Peter was profiled in the book Genealogical and Biographical Annals of Northumberland County, Pennsylvania, published by J.L. Floyd & Co., Chicago. The entry reads:
Peter Wetzel ... was born in 1778 and died in 1870, in his ninety-second year. He owned a thirty acre tract of land near Red Lion, in Longswamp township, on which he lived. He was a carpenter and coffin maker, being an excellent mechanic and an expert wood worker. In his day he made many coffins. It was then the custom to place the dead on a large covered wagon, to which usually were hitched fourteen horses. The seats were arranged along the two sides of the wagon, and occupied by the bereaved, the coffin being placed in the middle between the two rows of mourners. They now proceeded to the church. "Old Peter" Wetzel, as he was known, was a popular man, personally, and well known in his line. He held many funerals, and taught many the carpenter's trade. His wife, Anna Margaret Gaumer, died when past eighty years of age.

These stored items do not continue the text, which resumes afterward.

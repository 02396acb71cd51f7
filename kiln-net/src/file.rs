// kiln-net/src/file.rs
use std::path::Path;

use async_trait::async_trait;
use kiln_common::error::{KilnError, Result};
use kiln_common::SourceTransport;
use tokio::io::{AsyncReadExt, AsyncWriteExt};
use tokio_util::sync::CancellationToken;
use tracing::debug;
use url::Url;

const COPY_CHUNK: usize = 64 * 1024;

/// Copies sources referenced by `file://` URLs. Used for local mirrors and
/// vendored tarballs.
#[derive(Debug, Default, Clone)]
pub struct FileTransport;

#[async_trait]
impl SourceTransport for FileTransport {
    async fn download(&self, url: &str, dest: &Path, cancel: &CancellationToken) -> Result<u64> {
        let source = Url::parse(url)
            .ok()
            .filter(|u| u.scheme() == "file")
            .and_then(|u| u.to_file_path().ok())
            .ok_or_else(|| KilnError::Fetch {
                url: url.to_string(),
                transient: false,
                reason: "not a local file URL".to_string(),
            })?;
        debug!("Copying local source {} -> {}", source.display(), dest.display());

        let mut input = tokio::fs::File::open(&source).await.map_err(|e| KilnError::Fetch {
            url: url.to_string(),
            transient: false,
            reason: format!("cannot open {}: {e}", source.display()),
        })?;
        let mut output = tokio::fs::File::create(dest).await?;
        let mut buf = vec![0u8; COPY_CHUNK];
        let mut written = 0u64;
        loop {
            if cancel.is_cancelled() {
                return Err(KilnError::Cancelled);
            }
            let n = input.read(&mut buf).await?;
            if n == 0 {
                break;
            }
            output.write_all(&buf[..n]).await?;
            written += n as u64;
        }
        output.flush().await?;
        output.sync_all().await?;
        Ok(written)
    }
}
// kiln/src/cli/install.rs
use clap::Args;
use kiln_common::config::Config;
use kiln_common::error::Result;
use kiln_core::{event_channel, Session, SessionOptions};
use tokio_util::sync::CancellationToken;
use tracing::instrument;

use crate::cli::status;

#[derive(Debug, Args)]
pub struct InstallArgs {
    #[arg(required = true)]
    pub names: Vec<String>,

    /// Print the resolved order and what is already installed, then stop
    #[arg(long)]
    pub dry_run: bool,

    /// Formulae processed at the same time (defaults to KILN_JOBS)
    #[arg(long, value_name = "N")]
    pub jobs: Option<usize>,

    /// Also install optional dependencies
    #[arg(long)]
    pub include_optional: bool,
}

impl InstallArgs {
    #[instrument(skip(self, config, cancel), fields(targets = ?self.names))]
    pub async fn run(&self, config: &Config, cancel: &CancellationToken) -> Result<i32> {
        let mut options = SessionOptions::from_config(config);
        options.include_optional = self.include_optional;
        if let Some(jobs) = self.jobs {
            options.jobs = jobs.max(1);
        }

        let (event_tx, event_rx) = event_channel();
        let session =
            Session::for_config(config.clone(), event_tx, cancel.clone())?.with_options(options);

        if self.dry_run {
            let plan = session.plan(&self.names);
            status::print_plan(&plan);
            return Ok(plan.failures.first().map_or(0, |(_, e)| e.exit_code()));
        }

        let printer = tokio::spawn(status::handle_events(event_rx));
        let report = session.install(&self.names).await;
        drop(session);
        if let Err(e) = printer.await {
            tracing::debug!("Status printer stopped: {}", e);
        }
        status::print_report(&report);
        Ok(report.exit_code())
    }
}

The Wetzels' farm was north of Red Lion Station of the Catasauqua and Fogelsville Railroad, a line used to transport ore from Lehigh and Berks County iron mines to mills along the Lehigh River. The family were members of the Reformed congregation of the Longswamp church in Berks County.
Anna Margaretha passed into eternity on Sept. 26, 1866, at the age of 80 years. Burial was in Longswamp Union Cemetery in Mertztown, Berks County. [Find-a-Grave]
Johan Peter survived his bride by four years. He succumbed at the age of 91 on Feb. 10, 1870.
Upright markers were placed at both of their graves, side-by-side, inscribed completely in the old German script. Across the top of each, on a curved line, is the phrase "Zum Undenten An," which in English means "For the moment" and reflects the Wetzels' belief in the Christian Resurrection.
Anna Margaretha's epitaph also spells out her maiden name, a German practice of acknowledging her own family origins..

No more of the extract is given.